++++ GIVEN DATA ++++
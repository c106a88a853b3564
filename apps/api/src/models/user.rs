use serde::{Deserialize, Serialize};
use sqlx::FromRow;

/// Account role, fixed at sign-up and never reassigned afterwards.
#[derive(Debug, Clone, Copy, PartialEq, Eq, Serialize, Deserialize, sqlx::Type)]
#[serde(rename_all = "snake_case")]
#[sqlx(rename_all = "snake_case")]
pub enum Role {
    JobSeeker,
    PlacementStaff,
}

#[derive(Debug, Clone, Serialize, Deserialize, FromRow)]
pub struct User {
    pub id: i64,
    pub name: String,
    pub email: String,
    /// Stored and compared verbatim.
    /// TODO: replace plaintext credential storage with salted one-way hashes
    /// and a constant-time comparison.
    #[serde(skip_serializing)]
    pub password: String,
    pub role: Role,
}
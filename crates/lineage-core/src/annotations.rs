//! Method annotations
//!
//! Two inert markers consumed by external tooling: `override` flags a
//! method as intentionally overriding a superclass member, `final` flags it
//! as not meant to be overridden further. The builder records both and
//! enforces neither.

use crate::error::{ModelError, ModelResult};
use crate::value::Method;

/// Annotation name for intentional overrides
pub const OVERRIDE: &str = "override";

/// Annotation name for methods not meant to be overridden
pub const FINAL: &str = "final";

/// Tag a method with a named annotation. Unrecognized names fail with
/// `UnknownAnnotation`.
pub fn annotate(method: Method, annotation: &str) -> ModelResult<Method> {
    match annotation {
        OVERRIDE => Ok(method.mark_override()),
        FINAL => Ok(method.mark_final()),
        other => Err(ModelError::UnknownAnnotation(other.to_string())),
    }
}

/// Tag a method as an intentional override
pub fn override_method(method: Method) -> Method {
    method.mark_override()
}

/// Tag a method as final. Metadata only: nothing prevents a subclass from
/// overriding it.
pub fn final_method(method: Method) -> Method {
    method.mark_final()
}
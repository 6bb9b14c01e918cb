//! Process-wide bookkeeping: the build lock and the class-name registry

use crate::class::ClassHandle;
use dashmap::DashMap;
use once_cell::sync::Lazy;
use parking_lot::{ReentrantMutex, ReentrantMutexGuard};

/// Serializes class construction. Building mutates bookkeeping shared with
/// the superclass, so concurrent builds against the same hierarchy are not
/// safe; one coarse lock covers the whole pipeline. Reentrant, because a
/// creation hook may itself build classes.
static BUILD_LOCK: Lazy<ReentrantMutex<()>> = Lazy::new(|| ReentrantMutex::new(()));

pub(crate) fn build_lock() -> ReentrantMutexGuard<'static, ()> {
    BUILD_LOCK.lock()
}

/// Global registry of display-named classes.
///
/// The builder records every class built with a name; classes live for the
/// rest of the process, and the registry is the lookup table over them for
/// diagnostics and tooling. Rebuilding under the same name overwrites the
/// entry (latest build wins).
pub struct ClassRegistry {
    classes: DashMap<String, ClassHandle>,
}

static GLOBAL_REGISTRY: Lazy<ClassRegistry> = Lazy::new(|| ClassRegistry {
    classes: DashMap::new(),
});

impl ClassRegistry {
    /// The process-wide registry
    pub fn global() -> &'static ClassRegistry {
        &GLOBAL_REGISTRY
    }

    /// Record a class under its display name
    pub fn register(&self, name: &str, class: &ClassHandle) {
        self.classes.insert(name.to_string(), class.clone());
    }

    /// Look up a class by display name
    pub fn lookup(&self, name: &str) -> Option<ClassHandle> {
        self.classes.get(name).map(|entry| entry.clone())
    }

    /// Whether a class is registered under `name`
    pub fn contains(&self, name: &str) -> bool {
        self.classes.contains_key(name)
    }

    /// Number of registered classes
    pub fn count(&self) -> usize {
        self.classes.len()
    }
}

#[cfg(test)]
mod tests {
    use super::*;
    use crate::value::{MemberMap, Method, Value};

    #[test]
    fn test_register_and_lookup() {
        let class = ClassHandle::foreign(
            Some("RegistryProbe"),
            None,
            Method::new(|_, _| Ok(Value::Null)),
            MemberMap::default(),
        );
        ClassRegistry::global().register("RegistryProbe", &class);

        let found = ClassRegistry::global().lookup("RegistryProbe").unwrap();
        assert_eq!(found, class);
        assert!(ClassRegistry::global().contains("RegistryProbe"));
    }

    #[test]
    fn test_reregistration_overwrites() {
        let first = ClassHandle::foreign(
            Some("RegistryDupe"),
            None,
            Method::new(|_, _| Ok(Value::Null)),
            MemberMap::default(),
        );
        let second = ClassHandle::foreign(
            Some("RegistryDupe"),
            None,
            Method::new(|_, _| Ok(Value::Null)),
            MemberMap::default(),
        );
        let registry = ClassRegistry::global();
        registry.register("RegistryDupe", &first);
        registry.register("RegistryDupe", &second);

        assert_eq!(registry.lookup("RegistryDupe").unwrap(), second);
    }

    #[test]
    fn test_missing_lookup() {
        assert!(ClassRegistry::global().lookup("NoSuchClassAnywhere").is_none());
    }
}
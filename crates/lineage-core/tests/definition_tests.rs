//! Definition surface: names, embedded classes, and method annotations

use lineage_core::annotations::{annotate, final_method, override_method, FINAL};
use lineage_core::{create, create_named, extend, universal_root, ClassDef, Method, ModelError, Value};

#[test]
fn test_display_names_are_optional() {
    let named = create_named("HasAName", ClassDef::new()).unwrap();
    assert_eq!(named.display_name(), Some("HasAName"));

    let anonymous = create(ClassDef::new()).unwrap();
    assert_eq!(anonymous.display_name(), None);
    // Anonymous classes still instantiate and report errors without a name
    assert!(anonymous.instantiate(&[]).is_ok());
}

#[test]
fn test_everything_descends_from_the_universal_root() {
    let root = universal_root();
    let base = create(ClassDef::new()).unwrap();
    let sub = extend(&base, ClassDef::new()).unwrap();

    assert!(base.is_subclass_of(&root));
    assert!(sub.is_subclass_of(&root));
    assert_eq!(base.superclass(), Some(root));
}

#[test]
fn test_embedded_class_member_survives_as_a_value() {
    let helper = create_named("EmbeddedHelper", ClassDef::new()).unwrap();

    // A class stored as a member value is data, not a method: it is never
    // treated as a chaining target and never wrapped
    let host = create_named(
        "EmbedHost",
        ClassDef::new().member("helper", Value::Class(helper.clone())),
    )
    .unwrap();

    let found = host.lookup_member("helper").unwrap();
    assert_eq!(found.as_class(), Some(&helper));

    let sub = host.extend(ClassDef::new()).unwrap();
    assert_eq!(sub.lookup_member("helper").unwrap().as_class(), Some(&helper));
}

#[test]
fn test_annotations_survive_the_build() {
    let marked = override_method(Method::new(|_, _| Ok(Value::int(1))));
    let sealed = final_method(Method::new(|_, _| Ok(Value::int(2))));

    let class = create_named(
        "Annotated",
        ClassDef::new()
            .method_value("marked", marked)
            .method_value("sealed", sealed),
    )
    .unwrap();

    let marked = class.lookup_member("marked").unwrap();
    assert!(marked.as_method().unwrap().is_marked_override());

    let sealed = class.lookup_member("sealed").unwrap();
    assert!(sealed.as_method().unwrap().is_final());
}

#[test]
fn test_final_is_not_enforced() {
    let sealed = annotate(Method::new(|_, _| Ok(Value::int(1))), FINAL).unwrap();
    let base = create_named("SealedBase", ClassDef::new().method_value("m", sealed)).unwrap();

    // Overriding a final method builds fine: the flag is metadata only
    let sub = base
        .extend(ClassDef::new().method("m", |_, _| Ok(Value::int(2))))
        .unwrap();
    let instance = sub.instantiate(&[]).unwrap();
    assert_eq!(instance.call("m", &[]).unwrap(), Value::int(2));
}

#[test]
fn test_unknown_annotation_is_rejected() {
    let err = annotate(Method::new(|_, _| Ok(Value::Null)), "memoized").unwrap_err();
    assert!(matches!(err, ModelError::UnknownAnnotation(name) if name == "memoized"));
}

#[test]
fn test_member_values_of_every_kind_are_stored() {
    let class = create_named(
        "Grab Bag",
        ClassDef::new()
            .member("flag", Value::bool(true))
            .member("count", Value::int(7))
            .member("ratio", Value::float(0.5))
            .member("label", Value::str("tag")),
    )
    .unwrap();

    let instance = class.instantiate(&[]).unwrap();
    assert_eq!(instance.get("flag"), Some(Value::bool(true)));
    assert_eq!(instance.get("count"), Some(Value::int(7)));
    assert_eq!(instance.get("ratio"), Some(Value::float(0.5)));
    assert_eq!(instance.get("label"), Some(Value::str("tag")));

    // Plain data members are not callable
    let err = instance.call("count", &[]).unwrap_err();
    assert!(matches!(err, ModelError::NotCallable { member } if member == "count"));
}

#[test]
fn test_missing_member_call_names_the_class() {
    let class = create_named("MissingHost", ClassDef::new()).unwrap();
    let instance = class.instantiate(&[]).unwrap();

    let err = instance.call("nothing", &[]).unwrap_err();
    match err {
        ModelError::MissingMember { class, member } => {
            assert_eq!(class, "MissingHost");
            assert_eq!(member, "nothing");
        }
        other => panic!("expected MissingMember, got {other:?}"),
    }
}
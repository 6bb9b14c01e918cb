//! Declarative class definitions
//!
//! [`ClassDef`] is the typed replacement for the original object-literal
//! definition: the reserved sections (constructor, statics, inherited
//! statics, mixins, abstract flag) are fields of their own instead of magic
//! member names, so they can never leak into the prototype member set.

use crate::class::ClassHandle;
use crate::error::ModelResult;
use crate::instance::CallContext;
use crate::value::{MemberMap, Method, Value};

/// A class definition: ordinary members plus the reserved sections consumed
/// by the builder. Assembled with chaining setters:
///
/// ```ignore
/// let animal = create_named(
///     "Animal",
///     ClassDef::new()
///         .constructor(|ctx, args| {
///             ctx.set("name", args.first().cloned().unwrap_or(Value::Null))?;
///             Ok(Value::Null)
///         })
///         .method("say_hi", |ctx, _| ctx.get("name").ok_or_else(|| ...)),
/// )?;
/// ```
#[derive(Default, Clone)]
pub struct ClassDef {
    pub(crate) members: MemberMap,
    pub(crate) constructor: Option<Method>,
    pub(crate) statics: MemberMap,
    pub(crate) inherited_statics: Option<MemberMap>,
    pub(crate) mixins: Vec<ClassHandle>,
    pub(crate) abstract_class: bool,
}

impl ClassDef {
    /// An empty definition
    pub fn new() -> Self {
        Self::default()
    }

    /// Add an ordinary member. Same-named later additions win.
    pub fn member(mut self, name: impl Into<String>, value: Value) -> Self {
        self.members.insert(name.into(), value);
        self
    }

    /// Add a plain method member
    pub fn method<F>(self, name: impl Into<String>, f: F) -> Self
    where
        F: Fn(&mut CallContext, &[Value]) -> ModelResult<Value> + Send + Sync + 'static,
    {
        self.member(name, Value::Method(Method::new(f)))
    }

    /// Add a method member that chains to its superclass implementation
    /// through [`CallContext::call_super`]. The builder verifies the
    /// superclass actually provides a callable member of the same name.
    pub fn chained_method<F>(self, name: impl Into<String>, f: F) -> Self
    where
        F: Fn(&mut CallContext, &[Value]) -> ModelResult<Value> + Send + Sync + 'static,
    {
        self.member(name, Value::Method(Method::chained(f)))
    }

    /// Add a pre-built method member (e.g. an annotated one)
    pub fn method_value(self, name: impl Into<String>, method: Method) -> Self {
        self.member(name, Value::Method(method))
    }

    /// Declare an abstract member: a required override point. A concrete
    /// class (own or derived) must replace it before it can be built.
    pub fn abstract_member(self, name: impl Into<String>) -> Self {
        self.member(name, Value::Abstract)
    }

    /// Supply an explicit constructor
    pub fn constructor<F>(mut self, f: F) -> Self
    where
        F: Fn(&mut CallContext, &[Value]) -> ModelResult<Value> + Send + Sync + 'static,
    {
        self.constructor = Some(Method::new(f));
        self
    }

    /// Supply an explicit constructor that chains to the superclass
    /// constructor through [`CallContext::call_super`]
    pub fn chained_constructor<F>(mut self, f: F) -> Self
    where
        F: Fn(&mut CallContext, &[Value]) -> ModelResult<Value> + Send + Sync + 'static,
    {
        self.constructor = Some(Method::chained(f));
        self
    }

    /// Add a static member, visible only on this exact class
    pub fn static_member(mut self, name: impl Into<String>, value: Value) -> Self {
        self.statics.insert(name.into(), value);
        self
    }

    /// Add a static method, visible only on this exact class
    pub fn static_method<F>(self, name: impl Into<String>, f: F) -> Self
    where
        F: Fn(&mut CallContext, &[Value]) -> ModelResult<Value> + Send + Sync + 'static,
    {
        self.static_member(name, Value::Method(Method::new(f)))
    }

    /// Add an inherited static: applied to this class and propagated to
    /// every future subclass unless a descendant overrides it. Declaring
    /// any inherited static (even none beyond this call) starts the
    /// snapshot chain.
    pub fn inherited_static(mut self, name: impl Into<String>, value: Value) -> Self {
        self.inherited_statics
            .get_or_insert_with(MemberMap::default)
            .insert(name.into(), value);
        self
    }

    /// Add an inherited static method
    pub fn inherited_static_method<F>(self, name: impl Into<String>, f: F) -> Self
    where
        F: Fn(&mut CallContext, &[Value]) -> ModelResult<Value> + Send + Sync + 'static,
    {
        self.inherited_static(name, Value::Method(Method::new(f)))
    }

    /// Declare a mixin. Declaration order matters: the class's own members
    /// always win, and later-declared mixins win ties over earlier ones.
    pub fn mixin(mut self, class: &ClassHandle) -> Self {
        self.mixins.push(class.clone());
        self
    }

    /// Mark this class abstract: it cannot be instantiated directly, and
    /// the abstract-member completeness check is skipped for it.
    pub fn abstract_class(mut self, flag: bool) -> Self {
        self.abstract_class = flag;
        self
    }
}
++++
• ABOUT THIS EXERCISE: Show me every line of the entries above that holds "reserved".

• EXERCISE OUTPUT:
//! definition: the reserved sections (constructor, statics, inherited
/// A class definition: ordinary members plus the reserved sections consumed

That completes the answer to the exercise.